A SaaS company sells employee onboarding software.

The site has product pages and a small blog, but organic traffic is limited.

Findings

  • Missing awareness topics: onboarding checklist, onboarding process, remote onboarding, new hire experience
  • Missing consideration topics: onboarding software comparison, HR onboarding tools, automation workflows
  • Missing decision pages: alternatives pages, industry use cases, role-based solutions
  • Missing retention content: setup guides, templates, implementation FAQs

Actions

  1. Create a pillar page on employee onboarding process
  2. Publish supporting guides for checklists, workflows, and common challenges
  3. Build comparison and alternatives pages for mid-funnel intent
  4. Add industry pages for healthcare, retail, and technology teams
  5. Improve internal links between blog, product, and solution pages

Mistakes that can weaken a gap analysis

Only looking at search volume

Some useful topics may have modest demand but strong business value.

Decision-stage and bottom-funnel content often falls into this group.

Confusing keywords with topics

One topic may include many keyword variations.

Creating separate pages for each small variation can lead to overlap and weak architecture.

Ignoring existing page potential

Not every gap needs a new URL.

Some can be solved by expanding or repositioning current pages.

Skipping search intent review

A page may fail not because the topic is wrong, but because the format and angle do not match what ranks.

Copying competitors too closely

Competitor pages can guide research, but a good content gap analysis should also reflect product strengths, customer language, and brand positioning.

How often to run content gap analysis

Regular reviews can help

Topic coverage changes as markets, products, and search behavior shift.

Many teams review gaps during quarterly planning, major site updates, or after product launches.

Trigger points to watch

  • New product or feature launch
  • Traffic decline in a topic area
  • Competitor growth in organic search
  • New audience segment
  • Site migration or content cleanup

Tools and data sources that can support the process

SEO tools

Keyword research and competitor tools can help find overlapping and missing queries.

They are useful, but they should not be the only source.

Site data

Search Console, analytics tools, internal site search, and crawl data can show weak coverage, thin pages, and missed query themes.

Business data

Product documentation, CRM notes, call transcripts, support tickets, and onboarding questions often reveal practical content needs.

What a strong final output should include

Clear content gap categories

The final report should group findings in a way that supports action.

  • New pages to create
  • Existing pages to update
  • Topic clusters to build
  • Commercial pages to add
  • Internal links to improve
  • Audience segments to cover

Priority and intent notes

Each opportunity should include the likely intent, target audience, and business goal.

This makes the roadmap easier for content, SEO, and product marketing teams to use.

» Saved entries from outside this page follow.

//! The interface a model body sees

use crate::address::Address;
use crate::diff::{Diff, Diffed};
use crate::distributions::Distribution;
use crate::error::GenResult;
use crate::gen_fn::GenFnRef;
use crate::value::Value;

/// Hooks a dynamic function body calls to make random choices and sub-calls.
///
/// One implementation serves every protocol operation; the body never knows
/// whether it is generating, updating or regenerating.
pub trait Tracer {
    /// Make (or revisit) a random choice at `addr`
    fn trace_choice(
        &mut self,
        dist: &dyn Distribution,
        params: &[Value],
        addr: Address,
    ) -> GenResult<Diffed>;

    /// Call another generative function, tracing its choices under `addr`
    fn trace_call(
        &mut self,
        callee: &GenFnRef,
        args: Vec<Value>,
        argdiffs: Vec<Diff>,
        addr: Address,
    ) -> GenResult<Diffed>;

    /// Read a trainable parameter
    fn read_param(&self, name: &str) -> GenResult<Value>;

    /// Change marker of argument `index`; `UnknownChange` outside update-like operations
    fn argdiff(&self, index: usize) -> Diff;

    /// Report the return-value diff; at most once per execution
    fn set_retdiff(&mut self, diff: Diff) -> GenResult<()>;
}

impl dyn Tracer + '_ {
    /// Random choice returning only the value
    pub fn choice(
        &mut self,
        dist: &dyn Distribution,
        params: &[Value],
        addr: impl Into<Address>,
    ) -> GenResult<Value> {
        self.trace_choice(dist, params, addr.into())
            .map(|diffed| diffed.value)
    }

    /// Sub-call with every argument marked `UnknownChange`
    pub fn call(
        &mut self,
        callee: &GenFnRef,
        args: Vec<Value>,
        addr: impl Into<Address>,
    ) -> GenResult<Value> {
        let argdiffs = vec![Diff::UnknownChange; args.len()];
        self.trace_call(callee, args, argdiffs, addr.into())
            .map(|diffed| diffed.value)
    }
}
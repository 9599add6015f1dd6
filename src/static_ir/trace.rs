//! Traces of compiled static functions

use std::any::Any;
use std::sync::Arc;

use crate::address::Key;
use crate::choices::{AddressSet, ChoiceMap};
use crate::gen_fn::FnId;
use crate::static_ir::ir::{Node, NodeId, StaticIr};
use crate::trace::{Trace, TraceRef};
use crate::value::Value;

/// Per-node payload beyond the node's value
#[derive(Clone, Debug)]
pub(crate) enum Slot {
    Value,
    Choice { score: f64 },
    Call(TraceRef),
}

/// Trace of a static function, one slot per graph node
#[derive(Clone, Debug)]
pub struct StaticTrace {
    pub(crate) fn_id: FnId,
    pub(crate) ir: Arc<StaticIr>,
    pub(crate) args: Vec<Value>,
    pub(crate) values: Vec<Value>,
    pub(crate) slots: Vec<Slot>,
    pub(crate) retval: Value,
    pub(crate) score: f64,
    pub(crate) noise: f64,
    pub(crate) num_nonempty: usize,
}

impl StaticTrace {
    /// Value computed at `node`
    pub fn value(&self, node: NodeId) -> Option<&Value> {
        self.values.get(node.0)
    }

    fn position(&self, key: &Key) -> Option<usize> {
        self.ir.node_at(key).map(NodeId::index)
    }

    /// Value of the choice at `key`
    pub fn choice(&self, key: &Key) -> Option<&Value> {
        let i = self.position(key)?;
        match self.slots.get(i)? {
            Slot::Choice { .. } => self.values.get(i),
            _ => None,
        }
    }

    /// Sub-trace of the call at `key`
    pub fn call(&self, key: &Key) -> Option<&TraceRef> {
        match self.slots.get(self.position(key)?)? {
            Slot::Call(trace) => Some(trace),
            _ => None,
        }
    }

    /// `(value, score)` of the choice node `node`
    pub(crate) fn choice_at(&self, node: NodeId) -> Option<(&Value, f64)> {
        match self.slots.get(node.0)? {
            Slot::Choice { score } => Some((self.values.get(node.0)?, *score)),
            _ => None,
        }
    }

    pub(crate) fn call_at(&self, node: NodeId) -> Option<&TraceRef> {
        match self.slots.get(node.0)? {
            Slot::Call(trace) => Some(trace),
            _ => None,
        }
    }

    fn addressed(&self) -> impl Iterator<Item = (&Key, &Value, &Slot)> {
        self.ir
            .nodes()
            .iter()
            .zip(self.values.iter().zip(self.slots.iter()))
            .filter_map(|(node, (value, slot))| match node {
                Node::Choice { key, .. } | Node::Call { key, .. } => Some((key, value, slot)),
                _ => None,
            })
    }
}

impl Trace for StaticTrace {
    fn args(&self) -> &[Value] {
        &self.args
    }

    fn retval(&self) -> &Value {
        &self.retval
    }

    fn score(&self) -> f64 {
        self.score
    }

    fn noise(&self) -> f64 {
        self.noise
    }

    fn choices(&self) -> ChoiceMap {
        let mut map = ChoiceMap::new();
        for (key, value, slot) in self.addressed() {
            match slot {
                Slot::Choice { .. } => map.insert_value(key.clone(), value.clone()),
                Slot::Call(trace) => map.insert_submap(key.clone(), trace.choices()),
                Slot::Value => {}
            }
        }
        map
    }

    fn project(&self, selection: &AddressSet) -> f64 {
        let mut total = 0.0;
        for (key, _, slot) in self.addressed() {
            match slot {
                Slot::Choice { score } => {
                    if selection.has_key_leaf(key) {
                        total += score;
                    }
                }
                Slot::Call(trace) => total += trace.project(&selection.get_key(key)),
                Slot::Value => {}
            }
        }
        total
    }

    fn is_empty(&self) -> bool {
        self.num_nonempty == 0
    }

    fn kind(&self) -> &'static str {
        "StaticTrace"
    }

    fn as_any(&self) -> &dyn Any {
        self
    }
}
//! Parameter store boundary
//!
//! Trainable parameters live outside traces in a process-wide store. Model
//! bodies only read them; gradient accumulation belongs to the optimizer side.

use std::collections::HashMap;
use std::sync::RwLock;

use crate::address::Address;
use crate::error::{GenError, GenResult};
use crate::value::Value;

/// Named parameter storage shared between generative functions and optimizers
pub trait ParamStore: Send + Sync {
    /// Current value of `name`
    fn get_param(&self, name: &str) -> GenResult<Value>;

    /// Overwrite the value of an existing parameter
    fn set_param(&self, name: &str, value: Value) -> GenResult<()>;

    /// Accumulated gradient of `name`
    fn get_param_grad(&self, name: &str) -> GenResult<f64>;

    /// Reset the accumulated gradient of `name` to zero
    fn zero_param_grad(&self, name: &str) -> GenResult<()>;

    /// Create (or reset) `name` with `value` and a zero gradient
    fn init_param(&self, name: &str, value: Value);
}

#[derive(Clone, Debug)]
struct ParamEntry {
    value: Value,
    grad: f64,
}

/// In-process parameter store guarded by a read-write lock
#[derive(Debug, Default)]
pub struct InMemoryParamStore {
    entries: RwLock<HashMap<String, ParamEntry>>,
}

impl InMemoryParamStore {
    pub fn new() -> Self {
        Self::default()
    }

    /// Add `delta` to the gradient of `name`
    pub fn accumulate_grad(&self, name: &str, delta: f64) -> GenResult<()> {
        let mut entries = self.entries.write().unwrap_or_else(|e| e.into_inner());
        let entry = entries.get_mut(name).ok_or_else(|| missing(name))?;
        entry.grad += delta;
        Ok(())
    }

    /// Names of all parameters, sorted
    pub fn names(&self) -> Vec<String> {
        let entries = self.entries.read().unwrap_or_else(|e| e.into_inner());
        let mut names: Vec<_> = entries.keys().cloned().collect();
        names.sort();
        names
    }
}

fn missing(name: &str) -> GenError {
    GenError::AddressNotFound(Address::from(name))
}

impl ParamStore for InMemoryParamStore {
    fn get_param(&self, name: &str) -> GenResult<Value> {
        let entries = self.entries.read().unwrap_or_else(|e| e.into_inner());
        entries
            .get(name)
            .map(|entry| entry.value.clone())
            .ok_or_else(|| missing(name))
    }

    fn set_param(&self, name: &str, value: Value) -> GenResult<()> {
        let mut entries = self.entries.write().unwrap_or_else(|e| e.into_inner());
        let entry = entries.get_mut(name).ok_or_else(|| missing(name))?;
        entry.value = value;
        Ok(())
    }

    fn get_param_grad(&self, name: &str) -> GenResult<f64> {
        let entries = self.entries.read().unwrap_or_else(|e| e.into_inner());
        entries
            .get(name)
            .map(|entry| entry.grad)
            .ok_or_else(|| missing(name))
    }

    fn zero_param_grad(&self, name: &str) -> GenResult<()> {
        let mut entries = self.entries.write().unwrap_or_else(|e| e.into_inner());
        let entry = entries.get_mut(name).ok_or_else(|| missing(name))?;
        entry.grad = 0.0;
        Ok(())
    }

    fn init_param(&self, name: &str, value: Value) {
        let mut entries = self.entries.write().unwrap_or_else(|e| e.into_inner());
        entries.insert(name.to_string(), ParamEntry { value, grad: 0.0 });
    }
}

#[cfg(test)]
mod tests {
    use super::*;

    #[test]
    fn test_init_get_set() {
        let store = InMemoryParamStore::new();
        store.init_param("theta", Value::F64(0.5));
        assert_eq!(store.get_param("theta").unwrap(), Value::F64(0.5));

        store.set_param("theta", Value::F64(1.5)).unwrap();
        assert_eq!(store.get_param("theta").unwrap(), Value::F64(1.5));
        assert_eq!(store.names(), vec!["theta".to_string()]);
    }

    #[test]
    fn test_missing_param_is_not_found() {
        let store = InMemoryParamStore::new();
        assert_eq!(
            store.get_param("nope"),
            Err(GenError::AddressNotFound(Address::from("nope")))
        );
        assert!(store.set_param("nope", Value::Unit).is_err());
    }

    #[test]
    fn test_gradient_accumulation() {
        let store = InMemoryParamStore::new();
        store.init_param("w", Value::F64(0.0));
        store.accumulate_grad("w", 1.5).unwrap();
        store.accumulate_grad("w", 0.5).unwrap();
        assert_eq!(store.get_param_grad("w").unwrap(), 2.0);
        store.zero_param_grad("w").unwrap();
        assert_eq!(store.get_param_grad("w").unwrap(), 0.0);
    }
}
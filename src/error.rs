//! Error types for fugue-gen
//!
//! Every protocol operation is all-or-nothing: on error no trace is returned
//! and the input trace stays valid.

use std::fmt;

use thiserror::Error;

use crate::address::{Address, Key};

/// Role an address plays inside a choice map or trace
#[derive(Clone, Copy, Debug, PartialEq, Eq)]
pub enum AddressKind {
    /// Address holds a value (a random choice)
    Value,
    /// Address holds a sub-tree (a sub-map or sub-call)
    Submap,
}

impl fmt::Display for AddressKind {
    fn fmt(&self, f: &mut fmt::Formatter<'_>) -> fmt::Result {
        match self {
            Self::Value => write!(f, "value"),
            Self::Submap => write!(f, "sub-map"),
        }
    }
}

/// Error type for generative function execution
#[derive(Debug, Error, Clone, PartialEq)]
pub enum GenError {
    /// A value was expected but a sub-tree was found, or vice versa
    #[error("Address kind mismatch at {address}: expected {expected}, found {found}")]
    AddressKindMismatch {
        address: Address,
        expected: AddressKind,
        found: AddressKind,
    },

    /// Update was given constraints at an address the trace does not have
    #[error("Update constrains new address {0}")]
    NewAddressInUpdate(Address),

    /// Regenerate was given a selection naming an address the trace does not have
    #[error("Selection names address {0} that does not exist in the trace")]
    SelectNewAddress(Address),

    /// A read against a choice map or parameter store missed
    #[error("Address not found: {0}")]
    AddressNotFound(Address),

    /// The function body reported its return-value diff twice
    #[error("Return value diff already set")]
    RetdiffAlreadySet,

    /// A retained kernel trace changed type or shape across an update
    #[error("Kernel trace shape mismatch at index {index}: {reason}")]
    KernelTraceShapeMismatch { index: usize, reason: String },

    /// The function body visited the same address twice
    #[error("Address visited twice: {0}")]
    DuplicateAddress(Address),

    /// A sub-call address is bound to a different generative function than before
    #[error("Generative function changed at {0}")]
    CalleeChanged(Address),

    /// Extend was given constraints at an address the trace already has
    #[error("Extend constrains existing address {0}")]
    ExistingAddressInExtend(Address),

    /// Extend would remove an address from the trace
    #[error("Extend removes address {0}")]
    RemovedAddressInExtend(Address),

    /// Constraints were supplied that the function never visited
    #[error("Constraints not visited: {}", join_addresses(.0))]
    UnvisitedConstraints(Vec<Address>),

    /// A trace produced by another generative function was handed in
    #[error("Trace mismatch: expected {expected}, found {found}")]
    TraceMismatch { expected: String, found: String },

    /// A value had the wrong dynamic type
    #[error("Type mismatch: expected {expected}, found {found}")]
    ValueType { expected: String, found: String },

    /// Wrong number of arguments
    #[error("Argument count mismatch: expected {expected}, found {found}")]
    ArgumentCount { expected: usize, found: usize },

    /// Distribution parameters are out of their domain
    #[error("Invalid parameters for {distribution}: {reason}")]
    InvalidParameters { distribution: String, reason: String },

    /// A static node graph is malformed
    #[error("Invalid graph: {0}")]
    InvalidGraph(String),
}

impl GenError {
    /// Re-root every address carried by this error under `key`.
    ///
    /// Used when an error crosses a sub-call boundary, so the reported address is
    /// the full path from the outermost call.
    pub fn under(self, key: &Key) -> Self {
        let prefix = |a: Address| a.prefixed(key.clone());
        match self {
            Self::AddressKindMismatch {
                address,
                expected,
                found,
            } => Self::AddressKindMismatch {
                address: prefix(address),
                expected,
                found,
            },
            Self::NewAddressInUpdate(a) => Self::NewAddressInUpdate(prefix(a)),
            Self::SelectNewAddress(a) => Self::SelectNewAddress(prefix(a)),
            Self::AddressNotFound(a) => Self::AddressNotFound(prefix(a)),
            Self::DuplicateAddress(a) => Self::DuplicateAddress(prefix(a)),
            Self::CalleeChanged(a) => Self::CalleeChanged(prefix(a)),
            Self::ExistingAddressInExtend(a) => Self::ExistingAddressInExtend(prefix(a)),
            Self::RemovedAddressInExtend(a) => Self::RemovedAddressInExtend(prefix(a)),
            Self::UnvisitedConstraints(addrs) => {
                Self::UnvisitedConstraints(addrs.into_iter().map(prefix).collect())
            }
            other => other,
        }
    }

    /// Re-root under every key of `address`, outermost first
    pub fn under_address(self, address: &Address) -> Self {
        address.keys().iter().rev().fold(self, |err, key| err.under(key))
    }

    pub(crate) fn kind_mismatch(address: Address, expected: AddressKind) -> Self {
        let found = match expected {
            AddressKind::Value => AddressKind::Submap,
            AddressKind::Submap => AddressKind::Value,
        };
        Self::AddressKindMismatch {
            address,
            expected,
            found,
        }
    }
}

fn join_addresses(addrs: &[Address]) -> String {
    addrs
        .iter()
        .map(|a| a.to_string())
        .collect::<Vec<_>>()
        .join(", ")
}

/// Result type alias for generative function operations
pub type GenResult<T> = Result<T, GenError>;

Final thoughts on finding missing topics

Content gap analysis is both research and planning

It is not only a list of keywords competitors rank for.

It is a way to map what the audience needs, what the business offers, and where current content falls short.

Strong coverage usually comes from structure

When topic clusters, intent mapping, audience needs, and content depth are reviewed together, missing topics become easier to spot.

That often leads to a clearer roadmap, stronger authority, and more useful content across the site.